Elle s’en va en claquant la porte. Seth sursaute. Il va devoir se trouver du travail, sinon cette garce de Sutton risque de lui faire des ennuis. 

 

***

 

« Je porte le nom de cette ville, Mademoiselle. Alors je pense avoir suffisamment de poids pour être entendu ! »

Mike Rossi arrive à la réception avant que Lisa n’étripe l’infirmière. « Que se passe-t-il ici ? »

Lisa tourne un regard soulagé vers le médecin. « Docteur Rossi, vous êtes là. Vous allez pouvoir expliquer à cette petite écervelée qui je suis et… »

Mike l’interrompt et se tourne vers la soi-disante écervelée. « Claire, quelque chose ne va pas ?

-Mme Peyton a fait venir un patient qu’elle ne connaît pas et qui, visiblement, n’a pas d’assurance. Je lui ai dit qu’on devait le transférer à l’hôpital public de White River…

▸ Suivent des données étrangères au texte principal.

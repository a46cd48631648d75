//! Image transformer - runs a pipeline from encoded input to encoded output
//!
//! `execute` validates every operation, decodes once, applies the operations in
//! order and encodes once. The single-operation methods are one-element pipelines.

use crate::buffer::PixelBuffer;
use crate::codec::{self, DecodeOptions, EncodeOptions};
use crate::color::Color;
use crate::error::{PipelineError, ProcessingResult};
use crate::format::{EncodedImage, OutputFormat, OutputSpec};
use crate::image::compose::Anchor;
use crate::image::geometry::FlipDirection;
use crate::metadata::{self, ImageInfo};
use crate::operation::{Operation, OverlaySource};
use crate::pipeline::Pipeline;
use pixmill_core::ProcessorConfig;
use std::path::PathBuf;
use std::time::Instant;

/// Stateless pipeline executor configured with codec defaults and limits
#[derive(Debug, Clone, Default)]
pub struct ImageTransformer {
    config: ProcessorConfig,
}

impl ImageTransformer {
    pub fn new(config: ProcessorConfig) -> Self {
        Self { config }
    }

    pub fn config(&self) -> &ProcessorConfig {
        &self.config
    }

    pub fn decode_options(&self) -> DecodeOptions {
        DecodeOptions::from(&self.config)
    }

    /// Configured quality for a format when the caller gives none
    pub fn default_quality(&self, format: OutputFormat) -> u8 {
        match format {
            OutputFormat::Jpeg => self.config.jpeg_quality,
            OutputFormat::Webp => self.config.webp_quality,
            OutputFormat::Avif => self.config.avif_quality,
            OutputFormat::Png | OutputFormat::Gif | OutputFormat::Bmp => 100,
        }
    }

    fn encode_options(&self, output: &OutputSpec) -> EncodeOptions {
        EncodeOptions {
            quality: output
                .quality
                .unwrap_or_else(|| self.default_quality(output.format)),
            png_compression: self.config.png_compression,
        }
    }

    /// Decode `data`, apply `pipeline` and encode to `output`
    pub fn execute(
        &self,
        data: &[u8],
        format_hint: Option<OutputFormat>,
        pipeline: &Pipeline,
        output: OutputSpec,
    ) -> Result<EncodedImage, PipelineError> {
        pipeline.validate()?;

        let start = Instant::now();
        let buf = codec::decode_with(data, format_hint, &self.decode_options())
            .map_err(PipelineError::Decode)?;
        let (input_width, input_height) = buf.dimensions();

        let encoded = self.render_validated(buf, pipeline, output)?;

        tracing::info!(
            operations = pipeline.len(),
            input_bytes = data.len(),
            input_width = input_width,
            input_height = input_height,
            output_bytes = encoded.len(),
            output_width = encoded.width,
            output_height = encoded.height,
            output_format = %encoded.format,
            quality = encoded.quality,
            duration_ms = start.elapsed().as_secs_f64() * 1000.0,
            "Image pipeline completed"
        );

        Ok(encoded)
    }

    /// Apply `pipeline` to an already decoded buffer and encode it
    pub fn render(
        &self,
        buf: PixelBuffer,
        pipeline: &Pipeline,
        output: OutputSpec,
    ) -> Result<EncodedImage, PipelineError> {
        pipeline.validate()?;
        self.render_validated(buf, pipeline, output)
    }

    fn render_validated(
        &self,
        buf: PixelBuffer,
        pipeline: &Pipeline,
        output: OutputSpec,
    ) -> Result<EncodedImage, PipelineError> {
        let buf = pipeline.apply(buf, &self.decode_options())?;
        codec::encode_with(&buf, output.format, &self.encode_options(&output))
            .map_err(PipelineError::Encode)
    }

    /// Run a single operation
    pub fn apply(
        &self,
        data: &[u8],
        format_hint: Option<OutputFormat>,
        operation: Operation,
        output: OutputSpec,
    ) -> Result<EncodedImage, PipelineError> {
        self.execute(data, format_hint, &Pipeline::from(vec![operation]), output)
    }

    pub fn resize(
        &self,
        data: &[u8],
        format_hint: Option<OutputFormat>,
        width: u32,
        height: u32,
        maintain_aspect: bool,
        output: OutputSpec,
    ) -> Result<EncodedImage, PipelineError> {
        let op = Operation::Resize {
            width,
            height,
            maintain_aspect,
        };
        self.apply(data, format_hint, op, output)
    }

    /// Crop a box at `origin`, or a centered cover crop when `origin` is `None`
    pub fn crop(
        &self,
        data: &[u8],
        format_hint: Option<OutputFormat>,
        width: u32,
        height: u32,
        origin: Option<(u32, u32)>,
        output: OutputSpec,
    ) -> Result<EncodedImage, PipelineError> {
        let op = Operation::Crop {
            width,
            height,
            x: origin.map(|(x, _)| x),
            y: origin.map(|(_, y)| y),
        };
        self.apply(data, format_hint, op, output)
    }

    pub fn rotate(
        &self,
        data: &[u8],
        format_hint: Option<OutputFormat>,
        angle: f32,
        background: Color,
        output: OutputSpec,
    ) -> Result<EncodedImage, PipelineError> {
        let op = Operation::Rotate { angle, background };
        self.apply(data, format_hint, op, output)
    }

    pub fn flip(
        &self,
        data: &[u8],
        format_hint: Option<OutputFormat>,
        direction: FlipDirection,
        output: OutputSpec,
    ) -> Result<EncodedImage, PipelineError> {
        self.apply(data, format_hint, Operation::Flip { direction }, output)
    }

    /// Apply a filter by name, e.g. `"sepia"` or `"blur"` with an intensity
    pub fn filter(
        &self,
        data: &[u8],
        format_hint: Option<OutputFormat>,
        name: &str,
        intensity: Option<f64>,
        output: OutputSpec,
    ) -> Result<EncodedImage, PipelineError> {
        let op = Operation::filter(name, intensity).map_err(PipelineError::InvalidOperation)?;
        self.apply(data, format_hint, op, output)
    }

    #[allow(clippy::too_many_arguments)]
    pub fn watermark(
        &self,
        data: &[u8],
        format_hint: Option<OutputFormat>,
        overlay: OverlaySource,
        position: Anchor,
        offset_x: i32,
        offset_y: i32,
        opacity: u8,
        output: OutputSpec,
    ) -> Result<EncodedImage, PipelineError> {
        let op = Operation::Watermark {
            overlay,
            position,
            offset_x,
            offset_y,
            opacity,
        };
        self.apply(data, format_hint, op, output)
    }

    #[allow(clippy::too_many_arguments)]
    pub fn text(
        &self,
        data: &[u8],
        format_hint: Option<OutputFormat>,
        text: &str,
        position: (i32, i32),
        size: u32,
        color: Color,
        font_path: Option<PathBuf>,
        output: OutputSpec,
    ) -> Result<EncodedImage, PipelineError> {
        let op = Operation::Text {
            text: text.to_string(),
            x: position.0,
            y: position.1,
            size,
            color,
            font_path,
        };
        self.apply(data, format_hint, op, output)
    }

    pub fn thumbnail(
        &self,
        data: &[u8],
        format_hint: Option<OutputFormat>,
        size: u32,
        output: OutputSpec,
    ) -> Result<EncodedImage, PipelineError> {
        self.apply(data, format_hint, Operation::Thumbnail { size }, output)
    }

    /// Re-encode without transforming, e.g. for format conversion or recompression
    pub fn convert(
        &self,
        data: &[u8],
        format_hint: Option<OutputFormat>,
        output: OutputSpec,
    ) -> Result<EncodedImage, PipelineError> {
        self.execute(data, format_hint, &Pipeline::new(), output)
    }

    pub fn probe(&self, data: &[u8]) -> ProcessingResult<ImageInfo> {
        metadata::probe(data)
    }
}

-Mais il est inconscient. On ne sait pas ce qu’il a ! Il peut mourir en chemin. » Elle tourne un regard implorant vers le médecin. « Mike, s’il vous plaît, faites quelque chose.

-Vous le connaissez bien, ce patient ? 

-Non, je ne le connais pas. Je l’ai juste renversé avec ma voiture…

Mike secoue la tête. Il n’a pas envie que Lisa crée un scandale. Il se tourne vers Claire. « Il est où, ce fameux patient ? »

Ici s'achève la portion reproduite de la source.